Furthermore, any placemark resource represented in http://sgillies.net/hammock/places.kml can be edited via its "edit" or "edit-media" (they are equivalent in this demo) atom:links using the HTTP PUT method. View the source to find the edit link for your newly created resource, and copy it (remember, one day Google Earth should do all this for you). Now, move the placemark in Google Earth or create a new one, and save it to the filesystem. Finally, PUT the saved placemark to the edit URI you copied using curl like:

$ cat edit.kml | curl -X PUT -d @- --header
Content-type:application/vnd.google-earth.kml+xml
http://sgillies.net/hammock/places/3

In this case, I've edited the third place. Note the use of the PUT method. If you typed carefully, the changes you made will be reflected in your newsreader and in the Google Earth network link.

It almost seems too simple to work: serve KML to users that provides the very links by which users can add to, or modify, the web resources represented in the document. I'd be surprised if there is a tidier solution. I hope this simple demo can convince a few people to take a closer look at using Atompub for geospatial services.

Comments

Re: Atompub and KML Demo

Author: Christopher Schmidt

The KML doesn't use the Atom namespace at all, so far as I can tell. Is that intentional? Seems odd to me...

Re: Atompub and KML Demo

Author: Sean

Fixed.

Re: Atompub and KML Demo

Author: Christopher Schmidt

So, I'm confused on one thing: you say '... can be edited via its "edit" or "edit-media" (they are equivalent in this demo) atom:links ...' What is the difference? It seems like in general, the edit-media URLs allow you to edit the different representations of the same resource. For FeatureServer, it seems like this means that there could (theoretically) be edit-media URLs for each of the supported input services (Atom, KML, JSON, etc.). Is that right? Is there a reason these URLs have to be different, or is differentiation between 'Content-Type' on the PUT, as defined by the 'type' attribute on the <atom:link> sufficient?

Re: Atompub and KML Demo

Author: Christopher Schmidt

For the record, I've added a 'atom:link rel="self"' and rel='edit-media' to featureserver's KML output. I suppose I should add the same to the atom feeds? Is there any atom-pub supporting client I could test out?

Re: Atompub and KML Demo

Author: Sean

Christopher, I think that anything we made would be the first truly geospatial Atompub client. I can see myself contributing to one to for OpenLayers. Pete Lacey's appfs is a really intriguing client that might support geo use cases.
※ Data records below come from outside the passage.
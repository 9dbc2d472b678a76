use super::*;

/// Tests creating a new employee account.
///
/// Verifies that the repository inserts the row and returns the domain
/// model without the credential.
///
/// Expected: Ok with employee created
#[tokio::test]
async fn creates_employee() -> Result<(), AppError> {
    let test = TestBuilder::new()
        .with_unitflow_tables()
        .build()
        .await
        .unwrap();
    let db = test.db.as_ref().unwrap();

    let repo = EmployeeRepository::new(db);
    let employee = repo
        .create(CreateEmployeeParams {
            name: "Azam".to_string(),
            username: "azam".to_string(),
            password: "hashed".to_string(),
            department: Department::Operations,
            work_page: "operations.html".to_string(),
        })
        .await?;

    assert_eq!(employee.name, "Azam");
    assert_eq!(employee.username, "azam");
    assert_eq!(employee.department, Department::Operations);
    assert_eq!(employee.work_page, "operations.html");

    Ok(())
}

/// Tests creating an employee with a taken username.
///
/// Verifies that the unique constraint on username maps to a conflict.
///
/// Expected: Err(AppError::Conflict)
#[tokio::test]
async fn rejects_duplicate_username() -> Result<(), AppError> {
    let test = TestBuilder::new()
        .with_unitflow_tables()
        .build()
        .await
        .unwrap();
    let db = test.db.as_ref().unwrap();

    factory::employee::EmployeeFactory::new(db)
        .username("azam")
        .build()
        .await?;

    let result = EmployeeRepository::new(db)
        .create(CreateEmployeeParams {
            name: "Other".to_string(),
            username: "azam".to_string(),
            password: "hashed".to_string(),
            department: Department::Technical,
            work_page: "technical.html".to_string(),
        })
        .await;

    assert!(matches!(result, Err(AppError::Conflict(_))));

    Ok(())
}
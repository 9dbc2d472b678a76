//! Database repository layer for all domain entities.
//!
//! Repositories use SeaORM entity models internally and return domain models
//! to keep the data layer separated from business logic. Entity-to-domain
//! conversion (including parsing stored catalog strings) happens here.
//!
//! The movement engine's transactional write path lives in
//! `service::movement`, not here: the unit-state update and the ledger append
//! must share a transaction.

pub mod employee;
pub mod movement;
pub mod unit;

#[cfg(test)]
mod test;
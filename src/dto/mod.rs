//! Wire-format DTOs for the HTTP API.
//!
//! Field spellings follow the contract of the existing external callers:
//! entity attributes stay snake_case (`current_department`, `last_movement_time`),
//! while request parameters and dashboard keys keep their original camelCase
//! names (`targetDepartment`, `unitsInOps`). Conversion to and from domain
//! models happens at the controller boundary.

pub mod api;
pub mod auth;
pub mod employee;
pub mod movement;
pub mod stats;
pub mod unit;
use super::*;
use chrono::{NaiveDate, TimeZone, Utc};
use sea_orm::EntityTrait;

/// Tests querying the full ledger without filters.
///
/// Verifies that every record comes back, most recent first, each joined
/// with the operator's display name.
///
/// Expected: Ok with all records in descending timestamp order
#[tokio::test]
async fn returns_all_records_most_recent_first() -> Result<(), AppError> {
    let test = TestBuilder::new()
        .with_unitflow_tables()
        .build()
        .await
        .unwrap();
    let db = test.db.as_ref().unwrap();

    let employee = factory::employee::create_employee(db).await?;
    let unit = factory::unit::create_unit(db).await?;

    let older = Utc.with_ymd_and_hms(2026, 8, 14, 9, 0, 0).unwrap();
    let newer = Utc.with_ymd_and_hms(2026, 8, 15, 9, 0, 0).unwrap();
    factory::movement::MovementFactory::new(db, &unit.id, employee.id)
        .timestamp(older)
        .build()
        .await?;
    factory::movement::MovementFactory::new(db, &unit.id, employee.id)
        .timestamp(newer)
        .build()
        .await?;

    let records = MovementRepository::new(db)
        .query(MovementFilter::default())
        .await?;

    assert_eq!(records.len(), 2);
    assert_eq!(records[0].timestamp, newer);
    assert_eq!(records[1].timestamp, older);
    assert_eq!(records[0].employee_name, employee.name);

    Ok(())
}

/// Tests filtering the ledger by unit.
///
/// Expected: Ok with only the matching unit's records
#[tokio::test]
async fn filters_by_unit() -> Result<(), AppError> {
    let test = TestBuilder::new()
        .with_unitflow_tables()
        .build()
        .await
        .unwrap();
    let db = test.db.as_ref().unwrap();

    let employee = factory::employee::create_employee(db).await?;
    let first = factory::unit::create_unit(db).await?;
    let second = factory::unit::create_unit(db).await?;
    factory::movement::create_movement(db, &first.id, employee.id).await?;
    factory::movement::create_movement(db, &second.id, employee.id).await?;

    let records = MovementRepository::new(db)
        .query(MovementFilter {
            unit_id: Some(first.id.clone()),
            ..Default::default()
        })
        .await?;

    assert_eq!(records.len(), 1);
    assert_eq!(records[0].unit_id, first.id);

    Ok(())
}

/// Tests filtering the ledger by operator.
///
/// Expected: Ok with only the matching operator's records
#[tokio::test]
async fn filters_by_employee() -> Result<(), AppError> {
    let test = TestBuilder::new()
        .with_unitflow_tables()
        .build()
        .await
        .unwrap();
    let db = test.db.as_ref().unwrap();

    let first = factory::employee::create_employee(db).await?;
    let second = factory::employee::create_employee(db).await?;
    let unit = factory::unit::create_unit(db).await?;
    factory::movement::create_movement(db, &unit.id, first.id).await?;
    factory::movement::create_movement(db, &unit.id, second.id).await?;

    let records = MovementRepository::new(db)
        .query(MovementFilter {
            employee_id: Some(second.id),
            ..Default::default()
        })
        .await?;

    assert_eq!(records.len(), 1);
    assert_eq!(records[0].employee_id, second.id);
    assert_eq!(records[0].employee_name, second.name);

    Ok(())
}

/// Tests the date range boundaries.
///
/// Verifies that `date_from` starts at midnight of its day and `date_to`
/// runs through 23:59:59 of its day, so a record one second into the next
/// day falls outside the range.
///
/// Expected: Ok with only the in-range records
#[tokio::test]
async fn date_range_is_inclusive_of_whole_days() -> Result<(), AppError> {
    let test = TestBuilder::new()
        .with_unitflow_tables()
        .build()
        .await
        .unwrap();
    let db = test.db.as_ref().unwrap();

    let employee = factory::employee::create_employee(db).await?;
    let unit = factory::unit::create_unit(db).await?;

    let factory_at = |ts| {
        factory::movement::MovementFactory::new(db, &unit.id, employee.id)
            .timestamp(ts)
            .build()
    };
    // Day before the range, first second of the range, last second of the
    // range, first second after the range.
    factory_at(Utc.with_ymd_and_hms(2026, 8, 14, 23, 59, 59).unwrap()).await?;
    factory_at(Utc.with_ymd_and_hms(2026, 8, 15, 0, 0, 0).unwrap()).await?;
    factory_at(Utc.with_ymd_and_hms(2026, 8, 16, 23, 59, 59).unwrap()).await?;
    factory_at(Utc.with_ymd_and_hms(2026, 8, 17, 0, 0, 1).unwrap()).await?;

    let records = MovementRepository::new(db)
        .query(MovementFilter {
            date_from: NaiveDate::from_ymd_opt(2026, 8, 15),
            date_to: NaiveDate::from_ymd_opt(2026, 8, 16),
            ..Default::default()
        })
        .await?;

    assert_eq!(records.len(), 2);
    assert_eq!(
        records[0].timestamp,
        Utc.with_ymd_and_hms(2026, 8, 16, 23, 59, 59).unwrap()
    );
    assert_eq!(
        records[1].timestamp,
        Utc.with_ymd_and_hms(2026, 8, 15, 0, 0, 0).unwrap()
    );

    Ok(())
}

/// Tests querying records whose operator was deleted.
///
/// Verifies that the join degrades to an empty display name instead of
/// dropping the record.
///
/// Expected: Ok with the record kept and an empty employee_name
#[tokio::test]
async fn keeps_records_of_deleted_operators() -> Result<(), AppError> {
    let test = TestBuilder::new()
        .with_unitflow_tables()
        .build()
        .await
        .unwrap();
    let db = test.db.as_ref().unwrap();

    let employee = factory::employee::create_employee(db).await?;
    let unit = factory::unit::create_unit(db).await?;
    factory::movement::create_movement(db, &unit.id, employee.id).await?;

    entity::prelude::Employee::delete_by_id(employee.id)
        .exec(db)
        .await
        .map_err(AppError::DbErr)?;

    let records = MovementRepository::new(db)
        .query(MovementFilter::default())
        .await?;

    assert_eq!(records.len(), 1);
    assert_eq!(records[0].employee_id, employee.id);
    assert_eq!(records[0].employee_name, "");

    Ok(())
}
use axum::{
    routing::{get, post, put},
    Json, Router,
};
use tower_http::cors::CorsLayer;

use crate::{
    controller::{auth, employee, movement, stats, unit},
    dto::api::MessageDto,
    state::AppState,
};

async fn api_root() -> Json<MessageDto> {
    Json(MessageDto::new("Welcome to UnitFlow API"))
}

pub fn router() -> Router<AppState> {
    Router::new()
        .route("/api", get(api_root))
        .route("/api/login", post(auth::login))
        .route("/api/units", get(unit::get_units).post(unit::create_unit))
        .route(
            "/api/units/{id}",
            put(unit::update_unit).delete(unit::delete_unit),
        )
        .route("/api/units/{id}/move", put(unit::move_unit))
        .route("/api/movements", get(movement::get_movements))
        .route(
            "/api/employees",
            get(employee::get_employees).post(employee::create_employee),
        )
        .route(
            "/api/employees/{id}",
            put(employee::update_employee).delete(employee::delete_employee),
        )
        .route("/api/stats", get(stats::get_stats))
        .route("/api/stats/comprehensive", get(stats::get_comprehensive_stats))
        .layer(CorsLayer::permissive())
}
use crate::{
    catalog::{Department, Section},
    data::unit::UnitRepository,
    error::AppError,
    model::unit::CreateUnitParams,
};
use test_utils::{builder::TestBuilder, factory};

mod create;
mod delete;
mod get_all;
mod get_by_id;
mod update_type;
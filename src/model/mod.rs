//! Domain models and operation parameter types.
//!
//! Domain models are converted from entity models at the repository boundary
//! (where the stored department/section strings are parsed into catalog enums)
//! and transformed to DTOs at the controller boundary.

pub mod employee;
pub mod movement;
pub mod unit;
use entity::prelude::*;
use sea_orm::{sea_query::TableCreateStatement, EntityTrait, Schema};

use crate::{context::TestContext, error::TestError};

/// Builder for creating test contexts with customizable database schemas.
///
/// Provides a fluent interface for configuring test environments with in-memory
/// SQLite databases. Use the builder pattern to add entity tables, then call
/// `build()` to create the configured test context.
///
/// # Example
///
/// ```rust,ignore
/// use test_utils::builder::TestBuilder;
/// use entity::prelude::{Employee, Unit};
///
/// let test = TestBuilder::new()
///     .with_table(Employee)
///     .with_table(Unit)
///     .build()
///     .await?;
/// ```
pub struct TestBuilder {
    /// CREATE TABLE statements to execute during database setup, generated
    /// from entity models and executed in insertion order.
    tables: Vec<TableCreateStatement>,
}

impl TestBuilder {
    pub fn new() -> Self {
        Self { tables: Vec::new() }
    }

    /// Adds an entity table to the test database schema.
    ///
    /// Generates a CREATE TABLE statement from the provided SeaORM entity using
    /// SQLite backend syntax. Chain multiple calls to add multiple tables.
    ///
    /// # Returns
    /// - `Self` - Builder instance for method chaining
    pub fn with_table<E: EntityTrait>(mut self, entity: E) -> Self {
        let schema = Schema::new(sea_orm::DbBackend::Sqlite);
        self.tables.push(schema.create_table_from_entity(entity));
        self
    }

    /// Adds the full unitflow schema: employees, units and the movement ledger.
    ///
    /// # Returns
    /// - `Self` - Builder instance for method chaining
    pub fn with_unitflow_tables(self) -> Self {
        self.with_table(Employee).with_table(Unit).with_table(Movement)
    }

    /// Builds and initializes the test context with configured tables.
    ///
    /// Creates an in-memory SQLite database connection and executes all CREATE
    /// TABLE statements that were added via `with_table()`.
    ///
    /// # Returns
    /// - `Ok(TestContext)` - Initialized test context with tables ready
    /// - `Err(TestError::Database)` - Failed to connect or create tables
    pub async fn build(self) -> Result<TestContext, TestError> {
        let mut setup = TestContext::new();

        setup.with_tables(self.tables).await?;

        Ok(setup)
    }
}

impl Default for TestBuilder {
    fn default() -> Self {
        Self::new()
    }
}
use super::*;
use chrono::{Duration, Utc};

/// Tests listing all units.
///
/// Verifies that units come back ordered by last movement time, most
/// recently moved first.
///
/// Expected: Ok with units in descending last_movement_time order
#[tokio::test]
async fn orders_by_most_recent_movement() -> Result<(), AppError> {
    let test = TestBuilder::new()
        .with_unitflow_tables()
        .build()
        .await
        .unwrap();
    let db = test.db.as_ref().unwrap();

    let now = Utc::now();
    factory::unit::UnitFactory::new(db)
        .id("OLD")
        .last_movement_time(now - Duration::days(2))
        .build()
        .await?;
    factory::unit::UnitFactory::new(db)
        .id("NEW")
        .last_movement_time(now)
        .build()
        .await?;
    factory::unit::UnitFactory::new(db)
        .id("MID")
        .last_movement_time(now - Duration::days(1))
        .build()
        .await?;

    let units = UnitRepository::new(db).get_all().await?;
    let ids: Vec<&str> = units.iter().map(|u| u.id.as_str()).collect();
    assert_eq!(ids, vec!["NEW", "MID", "OLD"]);

    Ok(())
}

/// Tests listing with no units stored.
///
/// Expected: Ok with empty vector
#[tokio::test]
async fn returns_empty_when_no_units() -> Result<(), AppError> {
    let test = TestBuilder::new()
        .with_unitflow_tables()
        .build()
        .await
        .unwrap();
    let db = test.db.as_ref().unwrap();

    let units = UnitRepository::new(db).get_all().await?;
    assert!(units.is_empty());

    Ok(())
}
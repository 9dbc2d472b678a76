pub use sea_orm_migration::prelude::*;

mod m20260810_000001_create_employee_table;
mod m20260810_000002_create_unit_table;
mod m20260810_000003_create_movement_table;

pub struct Migrator;

#[async_trait::async_trait]
impl MigratorTrait for Migrator {
    fn migrations() -> Vec<Box<dyn MigrationTrait>> {
        vec![
            Box::new(m20260810_000001_create_employee_table::Migration),
            Box::new(m20260810_000002_create_unit_table::Migration),
            Box::new(m20260810_000003_create_movement_table::Migration),
        ]
    }
}
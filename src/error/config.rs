use thiserror::Error;

#[derive(Error, Debug)]
pub enum ConfigError {
    /// Required environment variable is not set.
    ///
    /// The application requires this environment variable to be defined. Check the
    /// documentation or `.env.example` file for required configuration variables.
    #[error("Missing required environment variable: {0}")]
    MissingEnvVar(String),
}
//! Employee repository.

use sea_orm::{
    ActiveModelTrait, ActiveValue, ColumnTrait, DatabaseConnection, EntityTrait, PaginatorTrait,
    QueryFilter, QueryOrder, SqlErr,
};

use crate::{
    error::AppError,
    model::employee::{CreateEmployeeParams, Employee, UpdateEmployeeParams},
};

/// Repository providing database operations for employee accounts.
///
/// Callers outside the auth service only ever see the password-free
/// `Employee` domain model; `find_by_username` returns the raw entity
/// because credential verification needs the stored password.
pub struct EmployeeRepository<'a> {
    db: &'a DatabaseConnection,
}

impl<'a> EmployeeRepository<'a> {
    pub fn new(db: &'a DatabaseConnection) -> Self {
        Self { db }
    }

    /// Inserts a new employee. `params.password` must already be hashed.
    ///
    /// # Returns
    /// - `Ok(Employee)` - The created employee, without the credential
    /// - `Err(AppError::Conflict)` - Username already taken
    pub async fn create(&self, params: CreateEmployeeParams) -> Result<Employee, AppError> {
        let entity = entity::employee::ActiveModel {
            name: ActiveValue::Set(params.name),
            username: ActiveValue::Set(params.username.clone()),
            password: ActiveValue::Set(params.password),
            department: ActiveValue::Set(params.department.as_str().to_string()),
            work_page: ActiveValue::Set(params.work_page),
            ..Default::default()
        }
        .insert(self.db)
        .await
        .map_err(|err| match err.sql_err() {
            Some(SqlErr::UniqueConstraintViolation(_)) => {
                AppError::Conflict(format!("Username '{}' is already taken", params.username))
            }
            _ => AppError::DbErr(err),
        })?;

        Employee::from_entity(entity)
    }

    /// Finds the full employee row (including the stored credential) by
    /// username, for login verification.
    pub async fn find_by_username(
        &self,
        username: &str,
    ) -> Result<Option<entity::employee::Model>, AppError> {
        Ok(entity::prelude::Employee::find()
            .filter(entity::employee::Column::Username.eq(username))
            .one(self.db)
            .await?)
    }

    /// Updates an employee; the credential is replaced only when
    /// `params.password` carries a new hash.
    ///
    /// # Returns
    /// - `Ok(Employee)` - The updated employee
    /// - `Err(AppError::NotFound)` - No employee with that id
    /// - `Err(AppError::Conflict)` - New username already taken
    pub async fn update(&self, params: UpdateEmployeeParams) -> Result<Employee, AppError> {
        let entity = entity::prelude::Employee::find_by_id(params.id)
            .one(self.db)
            .await?
            .ok_or_else(|| AppError::NotFound(format!("Employee {} not found", params.id)))?;

        let mut active_model: entity::employee::ActiveModel = entity.into();
        active_model.name = ActiveValue::Set(params.name);
        active_model.username = ActiveValue::Set(params.username.clone());
        active_model.department = ActiveValue::Set(params.department.as_str().to_string());
        active_model.work_page = ActiveValue::Set(params.work_page);
        if let Some(password) = params.password {
            active_model.password = ActiveValue::Set(password);
        }

        let updated = active_model
            .update(self.db)
            .await
            .map_err(|err| match err.sql_err() {
                Some(SqlErr::UniqueConstraintViolation(_)) => {
                    AppError::Conflict(format!("Username '{}' is already taken", params.username))
                }
                _ => AppError::DbErr(err),
            })?;

        Employee::from_entity(updated)
    }

    /// Deletes an employee. Ledger records referencing the employee are kept.
    ///
    /// # Returns
    /// - `Ok(())` - Employee deleted
    /// - `Err(AppError::NotFound)` - No employee with that id
    pub async fn delete(&self, id: i32) -> Result<(), AppError> {
        let result = entity::prelude::Employee::delete_by_id(id)
            .exec(self.db)
            .await?;

        if result.rows_affected == 0 {
            return Err(AppError::NotFound(format!("Employee {} not found", id)));
        }

        Ok(())
    }

    /// Gets all employees ordered by name.
    pub async fn get_all(&self) -> Result<Vec<Employee>, AppError> {
        entity::prelude::Employee::find()
            .order_by_asc(entity::employee::Column::Name)
            .all(self.db)
            .await?
            .into_iter()
            .map(Employee::from_entity)
            .collect()
    }

    /// Counts all employee accounts.
    pub async fn count(&self) -> Result<u64, AppError> {
        Ok(entity::prelude::Employee::find().count(self.db).await?)
    }
}
use sea_orm_migration::{prelude::*, schema::*};

#[derive(DeriveMigrationName)]
pub struct Migration;

#[async_trait::async_trait]
impl MigrationTrait for Migration {
    async fn up(&self, manager: &SchemaManager) -> Result<(), DbErr> {
        manager
            .create_table(
                Table::create()
                    .table(Unit::Table)
                    .if_not_exists()
                    .col(string(Unit::Id).primary_key())
                    .col(string(Unit::Type))
                    .col(string(Unit::CurrentDepartment))
                    .col(string(Unit::CurrentSection))
                    .col(timestamp(Unit::LastMovementTime))
                    .to_owned(),
            )
            .await
    }

    async fn down(&self, manager: &SchemaManager) -> Result<(), DbErr> {
        manager
            .drop_table(Table::drop().table(Unit::Table).to_owned())
            .await
    }
}

#[derive(DeriveIden)]
pub enum Unit {
    #[sea_orm(iden = "units")]
    Table,
    Id,
    Type,
    CurrentDepartment,
    CurrentSection,
    LastMovementTime,
}
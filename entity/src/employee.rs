use sea_orm::entity::prelude::*;

/// An employee account used to authenticate and to attribute movements.
///
/// The password column holds either a bcrypt hash or a legacy plaintext
/// value; verification falls back accordingly during the migration window.
#[derive(Clone, Debug, PartialEq, Eq, DeriveEntityModel)]
#[sea_orm(table_name = "employees")]
pub struct Model {
    #[sea_orm(primary_key)]
    pub id: i32,
    pub name: String,
    #[sea_orm(unique)]
    pub username: String,
    pub password: String,
    pub department: String,
    /// Client routing hint telling the frontend which page to open.
    pub work_page: String,
}

#[derive(Copy, Clone, Debug, EnumIter, DeriveRelation)]
pub enum Relation {
    #[sea_orm(has_many = "super::movement::Entity")]
    Movement,
}

impl Related<super::movement::Entity> for Entity {
    fn to() -> RelationDef {
        Relation::Movement.def()
    }
}

impl ActiveModelBehavior for ActiveModel {}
Seems like a lightweight WebDAV. The canonical example for media resources and edit-media links is an image collection (ala Flickr). Posting a new image to the collection creates both an image (media) resource and a media link resource. That media link resource contains metadata for the image resource. The resources in the canonical example are completely normalized; there's no overlap between the media and metadata (media link). You update the image by a PUT to the collection entry's "edit-media" URI, and update the metadata by a PUT to the entry's "edit" URI. What's the rationale for explicit "edit-media" links? Here's one case: completely separate backends for images and metadata/annotations. On the other hand, a KML placemark and Atom entry overlap significantly, and I've limited the scope of my demo to the point where the overlap is complete. You can PUT KML to the "edit-media" URI, or an Atom entry to the "edit" URI, but the effect is the same. That's just a detail of my demo's implementation, not a recommendation. Andrew Turner's work on factoring KML into modules could tie into Atompub very well. An Atompub + KML client could PUT the metadata module's elements (as Atom) to an "edit" URI, and PUT everything else (as KML) to the "edit-media" URI.